Electrical field stimulation (a single pulse, 0.2 ms) caused a rapid relaxation of rat basilar artery segments precontracted with different agents, but not with 30 mM KCl. This relaxation was not modified by endothelium removal, 10 microM tetrodotoxin, 1 microM propranolol, 1 microM atropine, 30 microM indomethacin, 10 microM methylene blue, 100 microM N(G)-nitro-L-arginine methyl ester or 1 microM cimetidine but it was significantly reduced by 50 and 100 U/ml superoxide dismutase. Charybdotoxin (0.1 and 0.2 microM), a blocker of large-conductance Ca2+-activated K+ channels (BK(Ca)), decreased the relaxation elicited by electrical stimulation, whereas it was unaltered by 10 microM glibenclamide or 1 microM apamin, blockers of ATP-sensitive (K(ATP)) or small-conductance K(Ca) channels, respectively.
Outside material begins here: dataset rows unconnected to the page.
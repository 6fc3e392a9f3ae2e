#![allow(dead_code)]

use async_trait::async_trait;
use harvester_lib::browser::{PageDriver, RawEvaluation, SessionCookie, SessionRestorer, SessionState};
use harvester_lib::config::AuthConfig;
use harvester_lib::error::{AppError, Result};
use harvester_lib::scripts::{SCROLL_MARKER, SNAPSHOT_MARKER};
use serde_json::{json, Value};
use std::sync::Mutex;
use std::time::Duration;
use tempfile::TempDir;

pub const ORIGIN: &str = "https://x.com";
pub const HANDLE: &str = "alice";
pub const CONTEXT_DESTROYED: &str =
    "Execution context was destroyed, most likely because of a navigation.";
pub const CSP_BLOCKED: &str =
    "EvalError: Refused to evaluate a string as JavaScript because 'unsafe-eval' is not allowed";

pub fn target_url() -> String {
    format!("{}/{}/likes", ORIGIN, HANDLE)
}

pub fn article(id: &str, user: &str, body: &str) -> String {
    format!(
        r#"<article><div><a role="link" href="/{user}"><div><span>{user} name</span></div></a><a href="/{user}/status/{id}"><time datetime="2024-03-01T10:00:00.000Z">Mar 1</time></a></div><div data-testid="tweetText"><span>{body}</span></div></article>"#
    )
}

/// A liked-posts timeline where every post sits in its own cell, as rendered.
pub fn timeline(articles: &[String]) -> String {
    let cells: String = articles
        .iter()
        .map(|article| format!(r#"<div data-testid="cellInnerDiv">{}</div>"#, article))
        .collect();
    format!(
        r#"<html><body><main><div aria-label="Timeline: Liked posts">{}</div></main></body></html>"#,
        cells
    )
}

pub fn feed_post(index: usize) -> String {
    article(
        &(1000 + index).to_string(),
        &format!("user{}", index % 5),
        &format!("post number {}", index),
    )
}

#[derive(Debug, Clone, Copy, PartialEq, Eq)]
pub enum Channel {
    Direct,
    ScriptTag,
    Protocol,
}

#[derive(Debug, Clone, Copy, PartialEq, Eq)]
pub enum Routine {
    Snapshot,
    Scroll,
}

impl Routine {
    fn detect(expression: &str) -> Option<Self> {
        if expression.contains(SNAPSHOT_MARKER) {
            Some(Routine::Snapshot)
        } else if expression.contains(SCROLL_MARKER) {
            Some(Routine::Scroll)
        } else {
            None
        }
    }
}

struct Failure {
    channel: Option<Channel>,
    routine: Routine,
    remaining: Option<u32>,
    message: String,
}

/// Timeline that reveals `per_scroll` more posts on every scroll.
#[derive(Debug, Clone, Copy)]
pub struct FeedModel {
    pub total: usize,
    pub initial: usize,
    pub per_scroll: usize,
}

struct State {
    url: String,
    history: Vec<String>,
    logged_in: bool,
    feed: FeedModel,
    revealed: usize,
    snapshots: usize,
    logout_at_snapshot: Option<usize>,
    failures: Vec<Failure>,
    navigations: Vec<String>,
    go_backs: u32,
    reloads: u32,
    cookie_sets: u32,
    calls: Vec<Channel>,
}

pub struct FakePage {
    state: Mutex<State>,
}

const HEIGHT_PER_POST: u64 = 200;

impl FakePage {
    pub fn new(feed: FeedModel) -> Self {
        Self {
            state: Mutex::new(State {
                url: target_url(),
                history: Vec::new(),
                logged_in: true,
                feed,
                revealed: feed.initial.min(feed.total),
                snapshots: 0,
                logout_at_snapshot: None,
                failures: Vec::new(),
                navigations: Vec::new(),
                go_backs: 0,
                reloads: 0,
                cookie_sets: 0,
                calls: Vec::new(),
            }),
        }
    }

    /// 40 posts, 15 more per scroll.
    pub fn forty_posts() -> Self {
        Self::new(FeedModel {
            total: 40,
            initial: 15,
            per_scroll: 15,
        })
    }

    /// Fails `routine` on `channel` (every channel when `None`) `times` times,
    /// or forever when `times` is `None`.
    pub fn fail(&self, channel: Option<Channel>, routine: Routine, times: Option<u32>, message: &str) {
        self.state.lock().unwrap().failures.push(Failure {
            channel,
            routine,
            remaining: times,
            message: message.to_string(),
        });
    }

    /// The session drops when the given snapshot (counting from 1) is taken.
    pub fn log_out_at_snapshot(&self, snapshot: usize) {
        self.state.lock().unwrap().logout_at_snapshot = Some(snapshot);
    }

    /// Places the page on `url` with no history to go back to.
    pub fn start_at(&self, url: &str) {
        let mut state = self.state.lock().unwrap();
        state.url = url.to_string();
        state.history.clear();
    }

    /// Moves to `url` without recording a navigation, as a click would.
    pub fn open(&self, url: &str) {
        let mut state = self.state.lock().unwrap();
        let previous = std::mem::replace(&mut state.url, url.to_string());
        state.history.push(previous);
    }

    pub fn navigations(&self) -> Vec<String> {
        self.state.lock().unwrap().navigations.clone()
    }

    pub fn go_backs(&self) -> u32 {
        self.state.lock().unwrap().go_backs
    }

    pub fn reloads(&self) -> u32 {
        self.state.lock().unwrap().reloads
    }

    pub fn cookie_sets(&self) -> u32 {
        self.state.lock().unwrap().cookie_sets
    }

    pub fn calls(&self, channel: Channel) -> usize {
        self.state
            .lock()
            .unwrap()
            .calls
            .iter()
            .filter(|call| **call == channel)
            .count()
    }

    fn run_routine(&self, channel: Channel, expression: &str) -> std::result::Result<Value, String> {
        let mut state = self.state.lock().unwrap();
        state.calls.push(channel);
        let Some(routine) = Routine::detect(expression) else {
            return Ok(Value::Null);
        };

        let failure = state.failures.iter_mut().find(|failure| {
            failure.routine == routine
                && failure.channel.map_or(true, |c| c == channel)
                && failure.remaining != Some(0)
        });
        if let Some(failure) = failure {
            if let Some(remaining) = failure.remaining.as_mut() {
                *remaining -= 1;
            }
            return Err(failure.message.clone());
        }

        match routine {
            Routine::Snapshot => {
                state.snapshots += 1;
                if state.logout_at_snapshot == Some(state.snapshots) {
                    state.logged_in = false;
                }
                let articles: Vec<String> = (0..state.revealed).map(feed_post).collect();
                Ok(json!({
                    "html": timeline(&articles),
                    "height": state.revealed as u64 * HEIGHT_PER_POST,
                    "containers": articles.len(),
                    "loggedOut": !state.logged_in,
                    "expanded": 0,
                }))
            }
            Routine::Scroll => {
                state.revealed = (state.revealed + state.feed.per_scroll).min(state.feed.total);
                Ok(json!({ "height": state.revealed as u64 * HEIGHT_PER_POST }))
            }
        }
    }

    fn reset_feed(state: &mut State) {
        state.revealed = state.feed.initial.min(state.feed.total);
    }
}

#[async_trait]
impl PageDriver for FakePage {
    async fn current_url(&self) -> Result<String> {
        Ok(self.state.lock().unwrap().url.clone())
    }

    async fn navigate(&self, url: &str) -> Result<()> {
        let mut state = self.state.lock().unwrap();
        let previous = std::mem::replace(&mut state.url, url.to_string());
        state.history.push(previous);
        state.navigations.push(url.to_string());
        Self::reset_feed(&mut state);
        Ok(())
    }

    async fn go_back(&self) -> Result<()> {
        let mut state = self.state.lock().unwrap();
        state.go_backs += 1;
        if let Some(previous) = state.history.pop() {
            state.url = previous;
        }
        Ok(())
    }

    async fn reload(&self) -> Result<()> {
        let mut state = self.state.lock().unwrap();
        state.reloads += 1;
        Self::reset_feed(&mut state);
        Ok(())
    }

    async fn evaluate(&self, expression: &str) -> Result<Value> {
        self.run_routine(Channel::Direct, expression)
            .map_err(AppError::classify_browser)
    }

    async fn evaluate_raw(&self, expression: &str) -> Result<RawEvaluation> {
        Ok(match self.run_routine(Channel::Protocol, expression) {
            Ok(value) => RawEvaluation {
                value: Some(value),
                exception: None,
            },
            Err(message) => RawEvaluation {
                value: None,
                exception: Some(message),
            },
        })
    }

    async fn inject_script_tag(&self, source: &str, channel: &str, _timeout: Duration) -> Result<String> {
        assert!(source.contains(channel), "script must report on its own channel");
        let envelope = match self.run_routine(Channel::ScriptTag, source) {
            Ok(value) => json!({ "ok": true, "value": value }),
            Err(error) => json!({ "ok": false, "error": error }),
        };
        Ok(envelope.to_string())
    }

    async fn session_state(&self) -> Result<SessionState> {
        Ok(if self.state.lock().unwrap().logged_in {
            SessionState::LoggedIn
        } else {
            SessionState::LoggedOut
        })
    }

    async fn set_cookies(&self, cookies: &[SessionCookie]) -> Result<()> {
        let mut state = self.state.lock().unwrap();
        state.cookie_sets += 1;
        if cookies.iter().any(|cookie| cookie.name == "auth_token") {
            state.logged_in = true;
        }
        Ok(())
    }
}

/// A session restorer backed by a cookie export in `dir`.
pub fn restorer(dir: &TempDir) -> SessionRestorer {
    let path = dir.path().join("cookies.json");
    std::fs::write(
        &path,
        r#"[{"name": "auth_token", "value": "secret", "domain": ".x.com", "path": "/"}]"#,
    )
    .unwrap();
    let config = AuthConfig {
        cookies_file: Some(path.to_string_lossy().to_string()),
        login_wait_secs: 0,
    };
    SessionRestorer::new(&config, format!("{}/home", ORIGIN)).with_poll_interval(Duration::ZERO)
}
Thapsigargin (0.01 and 0.1 microM), an inhibitor of sarcoplasmic reticulum Ca2+-ATPase, increased the electrical stimulation-induced relaxation, which was nearly abolished by charybdotoxin. These results show that electrical stimulation induces endothelium-independent and non-neurogenic relaxations in the rat basilar artery. This response appears to involve generation of superoxide anion, increase of cytosolic free Ca2+ concentration and subsequent activation of BK(Ca) channels.